Dataset entries
◇ ◇ ◇ ◇ ◇

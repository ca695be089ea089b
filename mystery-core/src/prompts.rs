//! Prompt templates: an external fetch-and-cache source with embedded
//! fallbacks.
//!
//! Templates can be served by an external content service so editors can
//! change them without a redeploy; when the service is missing or a key is
//! absent, the embedded copies keep the core fully operational.

use async_trait::async_trait;
use std::collections::HashMap;
use std::sync::Arc;
use tokio::sync::Mutex;

/// Template key for the character system prompt.
pub const CHARACTER_SYSTEM: &str = "character_system_prompt";
/// Template key for the Phase 1 skeleton system prompt.
pub const SKELETON_SYSTEM: &str = "scenario_skeleton_prompt";
/// Template key for the Phase 2 character-detail system prompt.
pub const DETAIL_SYSTEM: &str = "character_detail_prompt";
/// Template key for the murderer extension of the detail prompt.
pub const DETAIL_MURDERER: &str = "character_detail_murderer";
/// Template key for the innocent-suspect extension of the detail prompt.
pub const DETAIL_SUSPECT: &str = "character_detail_suspect";

/// An external template provider. `None` means "not available"; callers fall
/// back to the embedded templates and carry on.
#[async_trait]
pub trait TemplateSource: Send + Sync {
    async fn get_template(&self, key: &str) -> Option<String>;
}

/// The embedded copy of a template, if one exists for the key.
pub fn embedded(key: &str) -> Option<&'static str> {
    match key {
        CHARACTER_SYSTEM => Some(include_str!("prompts/character_system.txt")),
        SKELETON_SYSTEM => Some(include_str!("prompts/skeleton_system.txt")),
        DETAIL_SYSTEM => Some(include_str!("prompts/detail_system.txt")),
        DETAIL_MURDERER => Some(include_str!("prompts/detail_murderer.txt")),
        DETAIL_SUSPECT => Some(include_str!("prompts/detail_suspect.txt")),
        _ => None,
    }
}

/// Substitute `{key}` placeholders in a template.
///
/// Unknown placeholders are left as-is; templates are trusted content.
pub fn render(template: &str, values: &[(&str, &str)]) -> String {
    let mut out = template.to_string();
    for (key, value) in values {
        out = out.replace(&format!("{{{key}}}"), value);
    }
    out
}

/// Template lookup combining an optional external source with the embedded
/// fallbacks.
#[derive(Clone, Default)]
pub struct TemplateLibrary {
    source: Option<Arc<dyn TemplateSource>>,
}

impl TemplateLibrary {
    /// Embedded templates only.
    pub fn embedded_only() -> Self {
        Self { source: None }
    }

    /// Prefer `source`, fall back to the embedded templates.
    pub fn with_source(source: Arc<dyn TemplateSource>) -> Self {
        Self {
            source: Some(source),
        }
    }

    /// Resolve a template, preferring the external source.
    ///
    /// Panics never: a key unknown to both layers yields an empty string,
    /// which only happens for keys this crate does not define.
    pub async fn get(&self, key: &str) -> String {
        if let Some(ref source) = self.source {
            if let Some(template) = source.get_template(key).await {
                return template;
            }
            tracing::debug!(key, "template not in external source, using embedded");
        }
        embedded(key).unwrap_or_default().to_string()
    }
}

/// Fetch-all-and-cache HTTP template source.
///
/// Fetches the full template map from `{base_url}/api/prompts/all` on first
/// use and serves every later lookup from the cache. Any HTTP failure is
/// logged and treated as "no templates".
pub struct HttpTemplateSource {
    base_url: String,
    client: reqwest::Client,
    cache: Mutex<Option<HashMap<String, String>>>,
}

impl HttpTemplateSource {
    pub fn new(base_url: impl Into<String>) -> Self {
        Self {
            base_url: base_url.into(),
            client: reqwest::Client::builder()
                .timeout(std::time::Duration::from_secs(10))
                .build()
                .expect("Failed to build HTTP client"),
            cache: Mutex::new(None),
        }
    }

    async fn fetch_all(&self) -> Option<HashMap<String, String>> {
        let url = format!("{}/api/prompts/all", self.base_url);
        match self.client.get(&url).send().await {
            Ok(response) if response.status().is_success() => {
                match response.json::<HashMap<String, String>>().await {
                    Ok(map) => {
                        tracing::info!(count = map.len(), "loaded prompt templates");
                        Some(map)
                    }
                    Err(e) => {
                        tracing::warn!(error = %e, "template response was not a string map");
                        None
                    }
                }
            }
            Ok(response) => {
                tracing::warn!(status = %response.status(), "template fetch failed");
                None
            }
            Err(e) => {
                tracing::warn!(error = %e, "template fetch failed");
                None
            }
        }
    }

    /// Drop the cache so the next lookup refetches.
    pub async fn reload(&self) {
        let mut cache = self.cache.lock().await;
        *cache = None;
    }
}

#[async_trait]
impl TemplateSource for HttpTemplateSource {
    async fn get_template(&self, key: &str) -> Option<String> {
        let mut cache = self.cache.lock().await;
        if cache.is_none() {
            *cache = Some(self.fetch_all().await.unwrap_or_default());
        }
        cache.as_ref().and_then(|map| map.get(key).cloned())
    }
}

◇ ◇ ◇ ◇ ◇

What to work on
Please tally the lines above that contain "impl" and report nothing but the total.

Reply to the exercise
4